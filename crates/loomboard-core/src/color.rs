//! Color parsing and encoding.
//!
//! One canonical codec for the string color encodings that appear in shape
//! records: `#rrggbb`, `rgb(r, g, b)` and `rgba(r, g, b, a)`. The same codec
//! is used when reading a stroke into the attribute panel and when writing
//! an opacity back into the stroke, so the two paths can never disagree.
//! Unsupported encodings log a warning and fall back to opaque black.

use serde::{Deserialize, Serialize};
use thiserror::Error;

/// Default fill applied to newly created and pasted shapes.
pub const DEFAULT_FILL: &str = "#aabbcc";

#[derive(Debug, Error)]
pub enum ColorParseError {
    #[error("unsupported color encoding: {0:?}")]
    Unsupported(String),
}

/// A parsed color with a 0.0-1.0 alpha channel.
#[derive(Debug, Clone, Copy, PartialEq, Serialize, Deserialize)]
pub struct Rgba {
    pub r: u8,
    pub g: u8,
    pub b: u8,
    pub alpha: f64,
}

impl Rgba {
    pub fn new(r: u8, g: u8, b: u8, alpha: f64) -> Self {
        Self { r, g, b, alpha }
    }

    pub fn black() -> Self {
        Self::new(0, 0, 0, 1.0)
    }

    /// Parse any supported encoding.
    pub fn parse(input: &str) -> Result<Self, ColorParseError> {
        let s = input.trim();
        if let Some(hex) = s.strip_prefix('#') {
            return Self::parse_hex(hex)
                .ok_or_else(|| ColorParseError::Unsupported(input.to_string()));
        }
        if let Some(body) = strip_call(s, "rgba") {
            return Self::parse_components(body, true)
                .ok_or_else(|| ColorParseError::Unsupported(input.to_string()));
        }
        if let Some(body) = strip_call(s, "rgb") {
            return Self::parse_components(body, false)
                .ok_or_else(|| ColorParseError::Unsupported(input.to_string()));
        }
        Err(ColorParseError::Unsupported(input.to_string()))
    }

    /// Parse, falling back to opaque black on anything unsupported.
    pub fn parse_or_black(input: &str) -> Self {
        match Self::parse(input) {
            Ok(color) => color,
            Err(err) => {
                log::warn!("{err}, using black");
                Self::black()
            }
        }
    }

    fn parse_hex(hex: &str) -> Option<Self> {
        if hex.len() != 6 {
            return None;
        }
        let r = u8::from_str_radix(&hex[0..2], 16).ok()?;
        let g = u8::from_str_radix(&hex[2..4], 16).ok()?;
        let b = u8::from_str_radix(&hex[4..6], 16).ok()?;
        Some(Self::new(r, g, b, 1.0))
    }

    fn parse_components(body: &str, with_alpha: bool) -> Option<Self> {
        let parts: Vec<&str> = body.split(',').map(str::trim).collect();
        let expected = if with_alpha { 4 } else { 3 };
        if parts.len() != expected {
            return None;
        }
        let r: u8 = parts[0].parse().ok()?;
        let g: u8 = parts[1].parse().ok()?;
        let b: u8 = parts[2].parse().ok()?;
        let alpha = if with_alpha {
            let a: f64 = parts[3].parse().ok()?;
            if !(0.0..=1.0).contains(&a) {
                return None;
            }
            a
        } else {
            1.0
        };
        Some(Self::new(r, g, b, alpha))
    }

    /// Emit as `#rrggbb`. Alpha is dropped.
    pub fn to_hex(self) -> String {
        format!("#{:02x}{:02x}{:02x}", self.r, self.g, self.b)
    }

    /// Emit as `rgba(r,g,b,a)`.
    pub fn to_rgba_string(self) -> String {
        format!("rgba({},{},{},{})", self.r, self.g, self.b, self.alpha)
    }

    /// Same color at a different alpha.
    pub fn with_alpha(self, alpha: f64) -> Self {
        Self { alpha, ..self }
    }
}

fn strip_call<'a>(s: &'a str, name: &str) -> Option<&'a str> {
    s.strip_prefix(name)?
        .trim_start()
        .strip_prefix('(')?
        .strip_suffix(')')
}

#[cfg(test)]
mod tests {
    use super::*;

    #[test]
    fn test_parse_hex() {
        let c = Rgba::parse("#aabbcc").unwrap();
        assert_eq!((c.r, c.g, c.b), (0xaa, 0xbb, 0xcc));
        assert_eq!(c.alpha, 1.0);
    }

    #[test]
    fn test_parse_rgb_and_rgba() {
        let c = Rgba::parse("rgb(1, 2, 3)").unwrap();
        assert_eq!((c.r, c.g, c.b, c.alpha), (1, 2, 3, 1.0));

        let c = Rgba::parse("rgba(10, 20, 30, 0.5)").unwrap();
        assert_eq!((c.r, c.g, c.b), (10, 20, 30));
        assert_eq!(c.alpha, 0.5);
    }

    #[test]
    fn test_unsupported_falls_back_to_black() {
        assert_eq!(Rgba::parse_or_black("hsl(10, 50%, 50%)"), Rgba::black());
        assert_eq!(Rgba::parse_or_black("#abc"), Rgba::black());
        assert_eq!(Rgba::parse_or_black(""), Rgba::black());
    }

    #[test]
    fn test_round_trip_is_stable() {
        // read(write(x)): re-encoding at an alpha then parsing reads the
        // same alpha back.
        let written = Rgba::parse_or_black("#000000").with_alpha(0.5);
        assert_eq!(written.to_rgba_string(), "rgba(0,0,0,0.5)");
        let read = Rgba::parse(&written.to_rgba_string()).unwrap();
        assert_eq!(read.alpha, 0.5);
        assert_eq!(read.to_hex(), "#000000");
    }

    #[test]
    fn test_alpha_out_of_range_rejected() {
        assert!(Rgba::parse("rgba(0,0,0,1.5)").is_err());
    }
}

# # # #

■ TASK INSTRUCTIONS ■
Find how many lines of the entries include the word "aabbcc". The number is the entire reply.

■ EXERCISE ANSWER ■
2